* [What the task asks] Lines in the listing below that hold "directory" are the ones to copy.

* [Supplied material]
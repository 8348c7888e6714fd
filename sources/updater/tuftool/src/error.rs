#![allow(clippy::default_trait_access)]

use semver::Version;
use snafu::{Backtrace, Snafu};
use std::path::PathBuf;
use tuf_schema::RoleType;

/// Alias for `Result<T, Error>`.
pub type Result<T> = std::result::Result<T, Error>;

#[derive(Debug, Snafu)]
#[snafu(visibility(pub(crate)))]
pub enum Error {
    #[snafu(display("Repository at {} is already initialized", path.display()))]
    AlreadyInitialized { path: PathBuf, backtrace: Backtrace },

    #[snafu(display("Failed to write archive for {}: {}", name, source))]
    ArchiveCreate {
        name: String,
        source: std::io::Error,
        backtrace: Backtrace,
    },

    #[snafu(display("Failed to parse {}: {}", path.display(), source))]
    ConfigParse {
        path: PathBuf,
        source: toml::de::Error,
        backtrace: Backtrace,
    },

    #[snafu(display("Failed to serialize repository config: {}", source))]
    ConfigSerialize {
        source: toml::ser::Error,
        backtrace: Backtrace,
    },

    #[snafu(display("Failed to create directory {}: {}", path.display(), source))]
    DirCreate {
        path: PathBuf,
        source: std::io::Error,
        backtrace: Backtrace,
    },

    #[snafu(display("Failed to persist {}: {}", path.display(), source.error))]
    FilePersist {
        path: PathBuf,
        source: tempfile::PersistError,
        backtrace: Backtrace,
    },

    #[snafu(display("Failed to read {}: {}", path.display(), source))]
    FileRead {
        path: PathBuf,
        source: std::io::Error,
        backtrace: Backtrace,
    },

    #[snafu(display("Failed to remove {}: {}", path.display(), source))]
    FileRemove {
        path: PathBuf,
        source: std::io::Error,
        backtrace: Backtrace,
    },

    #[snafu(display("Failed to create temporary file in {}: {}", path.display(), source))]
    FileTempCreate {
        path: PathBuf,
        source: std::io::Error,
        backtrace: Backtrace,
    },

    #[snafu(display("Failed to write to {}: {}", path.display(), source))]
    FileWrite {
        path: PathBuf,
        source: std::io::Error,
        backtrace: Backtrace,
    },

    #[snafu(display("Failed to decrypt key {}: wrong passphrase or damaged file", path.display()))]
    KeyDecrypt { path: PathBuf, backtrace: Backtrace },

    #[snafu(display("Failed to encrypt key"))]
    KeyEncrypt { backtrace: Backtrace },

    #[snafu(display("Failed to generate key pair"))]
    KeyGenerate { backtrace: Backtrace },

    #[snafu(display("Unable to calculate key ID: {}", source))]
    KeyId {
        source: tuf_schema::Error,
        backtrace: Backtrace,
    },

    #[snafu(display("Key {} is encrypted; set TUFTOOL_PASSPHRASE", path.display()))]
    KeyPassphrase { path: PathBuf, backtrace: Backtrace },

    #[snafu(display("Private key rejected: {}", source))]
    KeyRejected {
        source: ring::error::KeyRejected,
        backtrace: Backtrace,
    },

    #[snafu(display("Unrecognized private key format in {}", path.display()))]
    KeyUnrecognized { path: PathBuf, backtrace: Backtrace },

    #[snafu(display("No {} metadata in repository; run `tuftool init` first", role))]
    MissingMetadata { role: RoleType, backtrace: Backtrace },

    #[snafu(display(
        "Cannot publish {} version {}: version {} is already published",
        name,
        version,
        latest
    ))]
    NonMonotonicVersion {
        name: String,
        version: Version,
        latest: Version,
        backtrace: Backtrace,
    },

    #[snafu(display("Path {} has no parent directory", path.display()))]
    PathParent { path: PathBuf, backtrace: Backtrace },

    #[snafu(display("Failed to serialize {} role for signing: {}", role, source))]
    SignJson {
        role: RoleType,
        source: tuf_schema::Error,
        backtrace: Backtrace,
    },

    /// The keys on hand can't produce enough valid signatures for a role.
    #[snafu(display("Cannot sign {} metadata: {}", role, source))]
    SignThreshold {
        role: RoleType,
        source: tuf_schema::Error,
        backtrace: Backtrace,
    },

    #[snafu(display("Metadata store error: {}", source))]
    Store {
        #[snafu(backtrace)]
        source: tuf_store::Error,
    },
}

* [Answer below]
    #[snafu(display("Failed to create directory {}: {}", path.display(), source))]
    #[snafu(display("Path {} has no parent directory", path.display()))]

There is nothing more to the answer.